Once shaped into the wavy forms, the walls were fitted into pre-routed tracks on the ceiling element, which has straps and plywood on top to create extra rigidity.
“Mass timber is no longer flat,” Structurecraft VP and head of engineering Lucas Epp told Dezeen.
“Our structural concept takes flat-packed mass timber panels and drapes them into curves on site to create shell action, greatly increasing structural efficiency,” he continued. “This is the first time a bending-active system has been created with timber enabling shells.”
The panel elements were flat-packed and shipped
On one side, the flexibility of the material is demonstrated by a door that swings out.

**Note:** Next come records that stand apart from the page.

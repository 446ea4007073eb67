use std::{sync::Arc, time::Duration};

use axum::body::Body as AxumBody;
use http_body_util::BodyExt;
use hyper::{Method, Request, header};
use serde::Serialize;

use crate::{
    config::IntegrationConfig,
    core::{
        auth::{AuthDecision, DataActionTargetAuthRequestBody, SalesforceAuthRequestBody},
        protocol::HDR_OUTBOUND_REQUEST_ID,
        validator::ClassifiedRequest,
    },
    metrics::{ElapsedTimer, TimedOperation, increment_auth_request_total},
    ports::http_client::{HttpClient, HttpClientError},
};

/// Calls the integration service to authorize one classified request.
#[derive(Clone)]
pub struct Authenticator {
    client: Arc<dyn HttpClient>,
    /// Deadline for the whole exchange, response body included.
    timeout: Duration,
}

impl Authenticator {
    pub fn new(client: Arc<dyn HttpClient>, timeout: Duration) -> Self {
        Self { client, timeout }
    }

    /// Authorize `request` against `auth_base_url`.
    ///
    /// `query` and `body` are the inbound query string and buffered body, used
    /// by Data Action Target requests only. Every failure is folded into the
    /// returned [`AuthDecision`].
    pub async fn authenticate(
        &self,
        integration: &IntegrationConfig,
        auth_base_url: &str,
        request: &ClassifiedRequest,
        query: Option<&str>,
        body: &[u8],
    ) -> AuthDecision {
        let request_id = request.correlation_id();

        let (operation, decision, rejection_detail) = match request {
            ClassifiedRequest::Salesforce(salesforce) => {
                let auth_body = SalesforceAuthRequestBody::from(salesforce);
                tracing::info!(
                    request_id = %request_id,
                    org_id = %auth_body.org_id,
                    org_domain_url = %auth_body.org_domain_url,
                    "Authenticating Salesforce request"
                );

                let operation = "Salesforce authentication";
                let url = format!("{auth_base_url}{}", integration.salesforce_auth_path);
                let decision = self
                    .invoke(request_id, operation, &url, &integration.token, &auth_body)
                    .await;
                let detail = format!(
                    "Org {} not found or not connected to app",
                    auth_body.org_id
                );
                (operation, decision, detail)
            }
            ClassifiedRequest::DataActionTarget(target) => {
                let auth_body = DataActionTargetAuthRequestBody::new(target, query, body);
                tracing::info!(
                    request_id = %request_id,
                    org_id = %auth_body.org_id,
                    api_name = %auth_body.api_name,
                    payload_len = auth_body.payload.len(),
                    "Authenticating Data Action Target request"
                );

                let operation = "Data Action Target authentication";
                let url = format!("{auth_base_url}{}", integration.data_action_target_auth_path);
                let decision = self
                    .invoke(request_id, operation, &url, &integration.token, &auth_body)
                    .await;
                let detail = format!(
                    "Org {} not found or not connected to app and/or Data Action Target '{}' signed key not found or is invalid",
                    auth_body.org_id, auth_body.api_name
                );
                (operation, decision, detail)
            }
        };

        match &decision {
            AuthDecision::Authorized => {
                tracing::info!(request_id = %request_id, "Authenticated request");
            }
            AuthDecision::Forbidden => {
                tracing::warn!(request_id = %request_id, "Unauthorized request, {rejection_detail}");
            }
            AuthDecision::Unexpected { status, body } => {
                tracing::error!(
                    request_id = %request_id,
                    status = status.as_u16(),
                    body = %String::from_utf8_lossy(body),
                    "Unexpected {operation} response"
                );
            }
            AuthDecision::TransportFailure => {
                tracing::error!(request_id = %request_id, "Failed to invoke {operation}");
            }
        }

        increment_auth_request_total(request.variant_name(), decision.outcome());
        decision
    }

    /// POST `payload` as JSON and interpret the answer.
    async fn invoke<T: Serialize>(
        &self,
        request_id: &str,
        operation: &'static str,
        url: &str,
        token: &str,
        payload: &T,
    ) -> AuthDecision {
        let _timer = ElapsedTimer::new(request_id, operation, TimedOperation::Authentication);

        let json_body = match serde_json::to_vec(payload) {
            Ok(json_body) => json_body,
            Err(e) => {
                tracing::error!(request_id = %request_id, error = %e, "Failed to encode {operation} request");
                return AuthDecision::TransportFailure;
            }
        };

        let outbound = Request::builder()
            .method(Method::POST)
            .uri(url)
            .header(header::CONTENT_TYPE, "application/json")
            .header(header::AUTHORIZATION, format!("Bearer {token}"))
            .header(HDR_OUTBOUND_REQUEST_ID, request_id)
            .body(AxumBody::from(json_body));
        let outbound = match outbound {
            Ok(outbound) => outbound,
            Err(e) => {
                tracing::error!(request_id = %request_id, error = %e, "Failed to assemble {operation} request");
                return AuthDecision::TransportFailure;
            }
        };

        let exchange = async {
            let response = self.client.send_request(outbound).await?;
            let status = response.status();
            let body = response
                .into_body()
                .collect()
                .await
                .map_err(|e| HttpClientError::ConnectionError(e.to_string()))?
                .to_bytes();
            Ok::<_, HttpClientError>((status, body))
        };

        let (status, body) = match tokio::time::timeout(self.timeout, exchange).await {
            Ok(Ok(answer)) => answer,
            Ok(Err(e)) => {
                tracing::error!(request_id = %request_id, error = %e, "{operation} request failed");
                return AuthDecision::TransportFailure;
            }
            Err(_) => {
                tracing::error!(
                    request_id = %request_id,
                    timeout_secs = self.timeout.as_secs(),
                    "{operation} request timed out"
                );
                return AuthDecision::TransportFailure;
            }
        };

        tracing::debug!(
            request_id = %request_id,
            status = status.as_u16(),
            "Received {operation} response"
        );
        AuthDecision::from_upstream(status, body)
    }
}
pub mod http_client;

Yaden said that the structure presents both biophilic elements and a demonstration of physics meant to draw in people, and that the studio wanted to show the technology could be scalable.
“I think there’s something very seductive about the way these forms come together, in the physics of structure, that people naturally gravitate towards,” said Yaden. “It’s a balance of practicality and surprise that makes people want to engage more meaningfully.”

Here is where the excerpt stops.